Assignment » Collect all lines containing the word "calls" from the data.

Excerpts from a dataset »
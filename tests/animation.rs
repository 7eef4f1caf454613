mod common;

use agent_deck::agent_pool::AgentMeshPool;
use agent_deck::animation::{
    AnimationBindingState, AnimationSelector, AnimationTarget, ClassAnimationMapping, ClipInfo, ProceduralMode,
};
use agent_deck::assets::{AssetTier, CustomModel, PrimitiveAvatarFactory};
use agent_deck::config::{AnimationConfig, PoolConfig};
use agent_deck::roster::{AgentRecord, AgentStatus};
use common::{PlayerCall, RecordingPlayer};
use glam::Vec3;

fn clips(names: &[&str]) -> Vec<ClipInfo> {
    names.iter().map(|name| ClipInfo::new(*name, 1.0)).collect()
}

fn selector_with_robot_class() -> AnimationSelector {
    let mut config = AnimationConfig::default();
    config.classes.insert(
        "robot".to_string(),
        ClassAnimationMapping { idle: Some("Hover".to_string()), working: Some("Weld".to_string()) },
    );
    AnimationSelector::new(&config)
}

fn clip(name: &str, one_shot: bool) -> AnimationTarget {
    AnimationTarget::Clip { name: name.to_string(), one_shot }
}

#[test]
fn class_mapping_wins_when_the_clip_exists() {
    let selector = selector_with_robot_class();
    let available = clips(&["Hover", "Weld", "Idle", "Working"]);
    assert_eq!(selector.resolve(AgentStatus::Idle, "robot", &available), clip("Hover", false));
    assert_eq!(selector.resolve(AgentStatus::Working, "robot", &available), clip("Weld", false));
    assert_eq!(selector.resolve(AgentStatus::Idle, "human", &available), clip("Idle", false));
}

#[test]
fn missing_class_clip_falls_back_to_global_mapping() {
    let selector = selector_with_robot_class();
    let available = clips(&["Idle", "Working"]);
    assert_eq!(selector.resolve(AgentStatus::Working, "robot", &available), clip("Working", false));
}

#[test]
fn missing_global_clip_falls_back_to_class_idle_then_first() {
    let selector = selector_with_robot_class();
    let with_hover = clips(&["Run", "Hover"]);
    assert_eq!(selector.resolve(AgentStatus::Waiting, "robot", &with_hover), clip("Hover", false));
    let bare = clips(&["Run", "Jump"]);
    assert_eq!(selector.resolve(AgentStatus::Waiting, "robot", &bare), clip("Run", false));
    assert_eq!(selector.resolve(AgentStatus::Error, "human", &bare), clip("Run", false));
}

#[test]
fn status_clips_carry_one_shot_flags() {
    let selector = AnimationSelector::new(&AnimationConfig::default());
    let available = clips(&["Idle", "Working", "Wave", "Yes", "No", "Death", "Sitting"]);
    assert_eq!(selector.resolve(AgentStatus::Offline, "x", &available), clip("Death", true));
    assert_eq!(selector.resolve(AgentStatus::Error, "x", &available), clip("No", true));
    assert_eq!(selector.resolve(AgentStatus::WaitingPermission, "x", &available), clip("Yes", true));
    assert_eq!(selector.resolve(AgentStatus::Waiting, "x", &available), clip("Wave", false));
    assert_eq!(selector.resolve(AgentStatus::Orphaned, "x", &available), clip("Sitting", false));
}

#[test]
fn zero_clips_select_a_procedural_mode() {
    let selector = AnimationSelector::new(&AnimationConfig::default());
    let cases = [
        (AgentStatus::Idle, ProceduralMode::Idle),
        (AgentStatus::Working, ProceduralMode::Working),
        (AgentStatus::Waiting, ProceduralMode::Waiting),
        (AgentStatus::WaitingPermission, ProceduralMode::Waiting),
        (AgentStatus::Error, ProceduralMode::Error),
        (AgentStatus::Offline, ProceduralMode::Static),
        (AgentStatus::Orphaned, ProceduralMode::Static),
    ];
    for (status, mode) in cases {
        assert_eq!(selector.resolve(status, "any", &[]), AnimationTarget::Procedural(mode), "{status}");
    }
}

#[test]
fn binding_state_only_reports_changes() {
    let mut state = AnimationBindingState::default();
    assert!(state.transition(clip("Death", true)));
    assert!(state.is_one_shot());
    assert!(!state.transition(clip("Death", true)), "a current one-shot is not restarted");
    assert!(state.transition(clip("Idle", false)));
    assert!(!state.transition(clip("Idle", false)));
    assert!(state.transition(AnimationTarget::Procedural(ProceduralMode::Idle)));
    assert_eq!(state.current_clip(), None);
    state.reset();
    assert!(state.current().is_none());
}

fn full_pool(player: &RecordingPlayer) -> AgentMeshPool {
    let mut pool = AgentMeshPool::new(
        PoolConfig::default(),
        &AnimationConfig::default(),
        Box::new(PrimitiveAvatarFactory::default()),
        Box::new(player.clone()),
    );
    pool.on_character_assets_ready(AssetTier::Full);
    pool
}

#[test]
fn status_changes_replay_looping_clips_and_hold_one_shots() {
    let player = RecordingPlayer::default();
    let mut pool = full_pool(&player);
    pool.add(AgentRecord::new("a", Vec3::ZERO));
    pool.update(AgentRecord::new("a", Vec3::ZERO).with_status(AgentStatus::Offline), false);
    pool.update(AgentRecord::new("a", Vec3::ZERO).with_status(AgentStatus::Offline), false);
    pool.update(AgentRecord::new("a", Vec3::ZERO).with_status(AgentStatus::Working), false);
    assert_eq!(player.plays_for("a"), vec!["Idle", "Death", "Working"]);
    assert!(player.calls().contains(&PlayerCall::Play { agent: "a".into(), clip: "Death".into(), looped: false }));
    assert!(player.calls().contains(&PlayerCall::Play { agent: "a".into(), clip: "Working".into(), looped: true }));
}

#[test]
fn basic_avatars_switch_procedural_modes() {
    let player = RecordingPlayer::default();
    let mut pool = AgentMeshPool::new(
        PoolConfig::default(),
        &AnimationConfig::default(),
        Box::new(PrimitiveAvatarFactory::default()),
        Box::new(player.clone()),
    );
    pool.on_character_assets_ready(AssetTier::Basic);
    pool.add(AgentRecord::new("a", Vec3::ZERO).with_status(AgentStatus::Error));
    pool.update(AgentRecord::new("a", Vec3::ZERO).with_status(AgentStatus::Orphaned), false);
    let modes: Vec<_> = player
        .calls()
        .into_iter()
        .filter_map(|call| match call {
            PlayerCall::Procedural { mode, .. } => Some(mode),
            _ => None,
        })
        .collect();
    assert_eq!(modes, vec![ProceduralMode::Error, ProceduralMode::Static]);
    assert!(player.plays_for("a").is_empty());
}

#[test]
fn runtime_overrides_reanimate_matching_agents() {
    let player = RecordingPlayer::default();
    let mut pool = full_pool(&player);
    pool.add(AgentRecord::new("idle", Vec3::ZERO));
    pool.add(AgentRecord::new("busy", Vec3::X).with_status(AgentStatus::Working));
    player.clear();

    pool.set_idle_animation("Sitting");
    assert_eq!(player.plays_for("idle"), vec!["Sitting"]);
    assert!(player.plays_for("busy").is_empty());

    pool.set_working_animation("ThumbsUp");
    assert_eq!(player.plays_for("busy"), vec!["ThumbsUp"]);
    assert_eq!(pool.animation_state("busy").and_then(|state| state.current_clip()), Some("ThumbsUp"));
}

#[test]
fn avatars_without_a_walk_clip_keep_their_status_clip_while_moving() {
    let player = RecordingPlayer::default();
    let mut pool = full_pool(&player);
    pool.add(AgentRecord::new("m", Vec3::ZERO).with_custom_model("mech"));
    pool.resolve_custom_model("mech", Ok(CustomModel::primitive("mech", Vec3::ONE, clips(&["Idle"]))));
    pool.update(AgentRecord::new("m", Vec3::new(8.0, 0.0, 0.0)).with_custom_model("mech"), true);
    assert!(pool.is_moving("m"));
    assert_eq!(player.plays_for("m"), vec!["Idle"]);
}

Output of the task »
    assert!(player.calls().contains(&PlayerCall::Play { agent: "a".into(), clip: "Death".into(), looped: false }));
    assert!(player.calls().contains(&PlayerCall::Play { agent: "a".into(), clip: "Working".into(), looped: true }));
        .calls()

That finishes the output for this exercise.